The preoperative diagnosis of choledocholithiasis simplifies the laparoscopic management of biliary tract disease. Slow infusion intravenous cholangiography (SI-IVC) may be an accurate and cost-effective screening test for choledocholithiasis, and it is safer than traditional intravenous cholangiography. Forty-nine patients underwent SI-IVCs for suspected choledocholithiasis. These patients subsequently had endoscopic retrograde cholangiograms (ERC) or intraoperative cholangiograms (IOC) during laparoscopic cholecystectomies. Sixteen SI-IVCs demonstrated choledocholithiasis; 13 were confirmed by ERCs or by IOCs. The remaining 33 patients with negative SI-IVCs had negative ERCs or IOCs.
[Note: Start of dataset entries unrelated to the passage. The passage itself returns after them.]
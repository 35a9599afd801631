use crate::area::TaxiId;

/// Taxis known to the dispatcher. A taxi's position in the registry is its
/// index in bidder lists and fare assignments, so entries are never removed
/// or reordered.
#[derive(Debug, Clone, Default)]
pub struct TaxiRegistry {
    taxis: Vec<TaxiId>,
}

impl TaxiRegistry {
    pub fn new() -> Self {
        Self::default()
    }

    /// Registers `taxi` if it is new. Returns its index either way.
    pub fn register(&mut self, taxi: TaxiId) -> usize {
        match self.index_of(taxi) {
            Some(index) => index,
            None => {
                self.taxis.push(taxi);
                self.taxis.len() - 1
            }
        }
    }

    pub fn index_of(&self, taxi: TaxiId) -> Option<usize> {
        self.taxis.iter().position(|known| *known == taxi)
    }

    /// The taxi at `index`, or `None` for a stale or malformed index.
    pub fn get(&self, index: usize) -> Option<TaxiId> {
        self.taxis.get(index).copied()
    }

    pub fn contains(&self, taxi: TaxiId) -> bool {
        self.index_of(taxi).is_some()
    }

    pub fn len(&self) -> usize {
        self.taxis.len()
    }

    pub fn is_empty(&self) -> bool {
        self.taxis.is_empty()
    }

    pub fn iter(&self) -> impl Iterator<Item = (usize, TaxiId)> + '_ {
        self.taxis.iter().copied().enumerate()
    }
}

impl FromIterator<TaxiId> for TaxiRegistry {
    fn from_iter<I: IntoIterator<Item = TaxiId>>(iter: I) -> Self {
        let mut registry = TaxiRegistry::new();
        for taxi in iter {
            registry.register(taxi);
        }
        registry
    }
}
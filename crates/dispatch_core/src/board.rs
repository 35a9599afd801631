//! Fare board: every live fare, indexed by `(origin, destination, calltime)`.
//!
//! A single ordered map keyed by [`FareKey`] stands in for an
//! origin → destination → time nesting. Key order already groups fares by
//! origin and destination and sorts each group by call time, so:
//!
//! - traversal yields older fares first inside every route without sorting;
//! - there are no intermediate maps that could be left empty after a removal,
//!   so an origin or route is present iff at least one fare lives there.

use std::collections::BTreeMap;
use std::ops::RangeInclusive;

use crate::area::{Coord, Tick};
use crate::fare::{FareEntry, FareKey};

#[derive(Debug, Clone, Default)]
pub struct FareBoard {
    fares: BTreeMap<FareKey, FareEntry>,
}

fn origin_range(origin: Coord) -> RangeInclusive<FareKey> {
    FareKey::new(origin, Coord::MIN, Tick::MIN)..=FareKey::new(origin, Coord::MAX, Tick::MAX)
}

fn route_range(origin: Coord, destination: Coord) -> RangeInclusive<FareKey> {
    FareKey::new(origin, destination, Tick::MIN)..=FareKey::new(origin, destination, Tick::MAX)
}

impl FareBoard {
    pub fn new() -> Self {
        Self::default()
    }

    /// Inserts a fresh unpriced fare, replacing whatever sat at the same key.
    /// Returns the replaced fare.
    pub fn record(&mut self, key: FareKey) -> Option<FareEntry> {
        self.fares.insert(key, FareEntry::new(key))
    }

    /// Inserts a fully formed entry, replacing whatever sat at its key.
    pub fn insert(&mut self, entry: FareEntry) -> Option<FareEntry> {
        self.fares.insert(entry.key(), entry)
    }

    pub fn remove(&mut self, key: &FareKey) -> Option<FareEntry> {
        self.fares.remove(key)
    }

    pub fn get(&self, key: &FareKey) -> Option<&FareEntry> {
        self.fares.get(key)
    }

    pub fn get_mut(&mut self, key: &FareKey) -> Option<&mut FareEntry> {
        self.fares.get_mut(key)
    }

    pub fn len(&self) -> usize {
        self.fares.len()
    }

    pub fn is_empty(&self) -> bool {
        self.fares.is_empty()
    }

    pub fn contains_origin(&self, origin: Coord) -> bool {
        self.fares.range(origin_range(origin)).next().is_some()
    }

    pub fn contains_route(&self, origin: Coord, destination: Coord) -> bool {
        self.fares
            .range(route_range(origin, destination))
            .next()
            .is_some()
    }

    /// First unassigned fare under `origin`, scanning destinations then call
    /// times in ascending order.
    pub fn first_open_mut(&mut self, origin: Coord) -> Option<&mut FareEntry> {
        self.fares
            .range_mut(origin_range(origin))
            .map(|(_, fare)| fare)
            .find(|fare| !fare.is_assigned())
    }

    /// Fares of one route, oldest first.
    pub fn bucket(&self, origin: Coord, destination: Coord) -> impl Iterator<Item = &FareEntry> {
        self.fares
            .range(route_range(origin, destination))
            .map(|(_, fare)| fare)
    }

    /// All fares in key order.
    pub fn iter(&self) -> impl Iterator<Item = &FareEntry> {
        self.fares.values()
    }

    /// Snapshot of all keys in traversal order, for passes that mutate the
    /// board while walking it.
    pub fn keys(&self) -> Vec<FareKey> {
        self.fares.keys().copied().collect()
    }

    /// Distinct origins with at least one live fare.
    pub fn origins(&self) -> Vec<Coord> {
        let mut origins: Vec<Coord> = self.fares.keys().map(|key| key.origin).collect();
        origins.dedup();
        origins
    }

    /// Fares still waiting for a taxi (priced or not).
    pub fn open_count(&self) -> usize {
        self.fares.values().filter(|fare| !fare.is_assigned()).count()
    }
}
The sensitivity, specificity, and accuracy of detecting choledocholithiasis by SI-IVC were 100%, 92%, and 94%. Only one patient had a mild reaction to the contrast agent. In our hospital the cost of an SI-IVC is $324, the cost of an IOC is $393 (including operating room and anesthesia costs), and the cost of an ERC is $1,085. SI-IVC is an accurate method of preoperative screening for choledocholithiasis. It is safe and cost-effective.